■ Problem description
Below is some data; print it all back exactly.

------ Records

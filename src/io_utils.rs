//! Input reading and tokenization.
//!
//! All file I/O in csv-probe flows through this module. It provides:
//!
//! - **Encoding**: input decoding via `encoding_rs`, defaulting to UTF-8.
//! - **stdin**: the `-` path convention routes through standard input.
//! - **Tokenization**: splitting decoded text into rows of fields according
//!   to a detected or user-supplied [`Dialect`]. Delimited text with an ASCII
//!   separator goes through the `csv` reader; fixed-width text is cut by
//!   character widths.

use std::{
    fs::File,
    io::{BufReader, Read},
    path::Path,
};

use anyhow::{Context, Result, anyhow, bail};
use encoding_rs::{Encoding, UTF_8};
use log::debug;

use crate::dialect::{Dialect, REST_OF_LINE, UNDETERMINED};

pub fn is_dash(path: &Path) -> bool {
    path == Path::new("-")
}

pub fn resolve_encoding(label: Option<&str>) -> Result<&'static Encoding> {
    if let Some(value) = label {
        Encoding::for_label(value.trim().as_bytes())
            .ok_or_else(|| anyhow!("Unknown encoding '{value}'"))
    } else {
        Ok(UTF_8)
    }
}

pub fn decode_bytes(bytes: &[u8], encoding: &'static Encoding) -> Result<String> {
    let (text, _, had_errors) = encoding.decode(bytes);
    if had_errors {
        Err(anyhow!(
            "Failed to decode text with encoding {}",
            encoding.name()
        ))
    } else {
        Ok(text.into_owned())
    }
}

/// Reads and decodes the whole input, `-` meaning stdin. A byte order mark,
/// when present, overrides `encoding`.
pub fn read_text(path: &Path, encoding: &'static Encoding) -> Result<String> {
    let mut bytes = Vec::new();
    if is_dash(path) {
        std::io::stdin()
            .lock()
            .read_to_end(&mut bytes)
            .context("Reading standard input")?;
    } else {
        let file = File::open(path).with_context(|| format!("Opening input file {path:?}"))?;
        BufReader::new(file)
            .read_to_end(&mut bytes)
            .with_context(|| format!("Reading input file {path:?}"))?;
    }
    decode_bytes(&bytes, encoding)
}

/// Splits `text` into rows of fields. `limit` caps the number of rows
/// returned; `None` reads everything.
pub fn tokenize(text: &str, dialect: &Dialect, limit: Option<usize>) -> Result<Vec<Vec<String>>> {
    let limit = limit.unwrap_or(usize::MAX);
    let rows = if let Some(widths) = dialect.fixed_widths.as_deref().filter(|w| !w.is_empty()) {
        data_lines(text, dialect.comment)
            .take(limit)
            .map(|line| cut_fixed_width(line, widths))
            .collect()
    } else if dialect.separator == UNDETERMINED {
        bail!("Unable to determine the separator; pass --separator explicitly");
    } else if dialect.separator.is_ascii() {
        read_delimited(text, dialect, limit)?
    } else {
        data_lines(text, dialect.comment)
            .take(limit)
            .map(|line| line.split(dialect.separator).map(str::to_string).collect())
            .collect()
    };
    debug!("Tokenized {} row(s)", rows.len());
    Ok(rows)
}

fn data_lines(text: &str, comment: Option<char>) -> impl Iterator<Item = &str> {
    text.lines().filter(move |line| {
        !line.trim().is_empty() && comment.is_none_or(|marker| !line.starts_with(marker))
    })
}

fn read_delimited(text: &str, dialect: &Dialect, limit: usize) -> Result<Vec<Vec<String>>> {
    let mut builder = csv::ReaderBuilder::new();
    builder
        .has_headers(false)
        .flexible(true)
        .delimiter(dialect.separator as u8)
        .double_quote(true);
    match dialect.quote.filter(char::is_ascii) {
        Some(quote) => {
            builder.quoting(true).quote(quote as u8);
        }
        None => {
            builder.quoting(false);
        }
    }
    builder.comment(dialect.comment.filter(char::is_ascii).map(|c| c as u8));

    let mut reader = builder.from_reader(text.as_bytes());
    let mut rows = Vec::new();
    for (idx, record) in reader.records().take(limit).enumerate() {
        let record = record.with_context(|| format!("Reading record {}", idx + 1))?;
        rows.push(record.iter().map(str::to_string).collect());
    }
    Ok(rows)
}

fn cut_fixed_width(line: &str, widths: &[i32]) -> Vec<String> {
    let chars: Vec<char> = line.chars().collect();
    let mut fields = Vec::with_capacity(widths.len());
    let mut start = 0usize;
    for &width in widths {
        if start >= chars.len() {
            break;
        }
        let end = if width == REST_OF_LINE || width < 0 {
            chars.len()
        } else {
            (start + width as usize).min(chars.len())
        };
        let field: String = chars[start..end].iter().collect();
        fields.push(field.trim().to_string());
        start = end;
    }
    fields
}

------------

■ Finished task
filename src/io_utils.rs
//! Input reading and tokenization.
//!
//! All file I/O in csv-probe flows through this module. It provides:
//!
//! - **Encoding**: input decoding via `encoding_rs`, defaulting to UTF-8.
//! - **stdin**: the `-` path convention routes through standard input.
//! - **Tokenization**: splitting decoded text into rows of fields according
//!   to a detected or user-supplied [`Dialect`]. Delimited text with an ASCII
//!   separator goes through the `csv` reader; fixed-width text is cut by
//!   character widths.

use std::{
    fs::File,
    io::{BufReader, Read},
    path::Path,
};

use anyhow::{Context, Result, anyhow, bail};
use encoding_rs::{Encoding, UTF_8};
use log::debug;

use crate::dialect::{Dialect, REST_OF_LINE, UNDETERMINED};

pub fn is_dash(path: &Path) -> bool {
    path == Path::new("-")
}

pub fn resolve_encoding(label: Option<&str>) -> Result<&'static Encoding> {
    if let Some(value) = label {
        Encoding::for_label(value.trim().as_bytes())
            .ok_or_else(|| anyhow!("Unknown encoding '{value}'"))
    } else {
        Ok(UTF_8)
    }
}

pub fn decode_bytes(bytes: &[u8], encoding: &'static Encoding) -> Result<String> {
    let (text, _, had_errors) = encoding.decode(bytes);
    if had_errors {
        Err(anyhow!(
            "Failed to decode text with encoding {}",
            encoding.name()
        ))
    } else {
        Ok(text.into_owned())
    }
}

/// Reads and decodes the whole input, `-` meaning stdin. A byte order mark,
/// when present, overrides `encoding`.
pub fn read_text(path: &Path, encoding: &'static Encoding) -> Result<String> {
    let mut bytes = Vec::new();
    if is_dash(path) {
        std::io::stdin()
            .lock()
            .read_to_end(&mut bytes)
            .context("Reading standard input")?;
    } else {
        let file = File::open(path).with_context(|| format!("Opening input file {path:?}"))?;
        BufReader::new(file)
            .read_to_end(&mut bytes)
            .with_context(|| format!("Reading input file {path:?}"))?;
    }
    decode_bytes(&bytes, encoding)
}

/// Splits `text` into rows of fields. `limit` caps the number of rows
/// returned; `None` reads everything.
pub fn tokenize(text: &str, dialect: &Dialect, limit: Option<usize>) -> Result<Vec<Vec<String>>> {
    let limit = limit.unwrap_or(usize::MAX);
    let rows = if let Some(widths) = dialect.fixed_widths.as_deref().filter(|w| !w.is_empty()) {
        data_lines(text, dialect.comment)
            .take(limit)
            .map(|line| cut_fixed_width(line, widths))
            .collect()
    } else if dialect.separator == UNDETERMINED {
        bail!("Unable to determine the separator; pass --separator explicitly");
    } else if dialect.separator.is_ascii() {
        read_delimited(text, dialect, limit)?
    } else {
        data_lines(text, dialect.comment)
            .take(limit)
            .map(|line| line.split(dialect.separator).map(str::to_string).collect())
            .collect()
    };
    debug!("Tokenized {} row(s)", rows.len());
    Ok(rows)
}

fn data_lines(text: &str, comment: Option<char>) -> impl Iterator<Item = &str> {
    text.lines().filter(move |line| {
        !line.trim().is_empty() && comment.is_none_or(|marker| !line.starts_with(marker))
    })
}

fn read_delimited(text: &str, dialect: &Dialect, limit: usize) -> Result<Vec<Vec<String>>> {
    let mut builder = csv::ReaderBuilder::new();
    builder
        .has_headers(false)
        .flexible(true)
        .delimiter(dialect.separator as u8)
        .double_quote(true);
    match dialect.quote.filter(char::is_ascii) {
        Some(quote) => {
            builder.quoting(true).quote(quote as u8);
        }
        None => {
            builder.quoting(false);
        }
    }
    builder.comment(dialect.comment.filter(char::is_ascii).map(|c| c as u8));

    let mut reader = builder.from_reader(text.as_bytes());
    let mut rows = Vec::new();
    for (idx, record) in reader.records().take(limit).enumerate() {
        let record = record.with_context(|| format!("Reading record {}", idx + 1))?;
        rows.push(record.iter().map(str::to_string).collect());
    }
    Ok(rows)
}

fn cut_fixed_width(line: &str, widths: &[i32]) -> Vec<String> {
    let chars: Vec<char> = line.chars().collect();
    let mut fields = Vec::with_capacity(widths.len());
    let mut start = 0usize;
    for &width in widths {
        if start >= chars.len() {
            break;
        }
        let end = if width == REST_OF_LINE || width < 0 {
            chars.len()
        } else {
            (start + width as usize).min(chars.len())
        };
        let field: String = chars[start..end].iter().collect();
        fields.push(field.trim().to_string());
        start = end;
    }
    fields
}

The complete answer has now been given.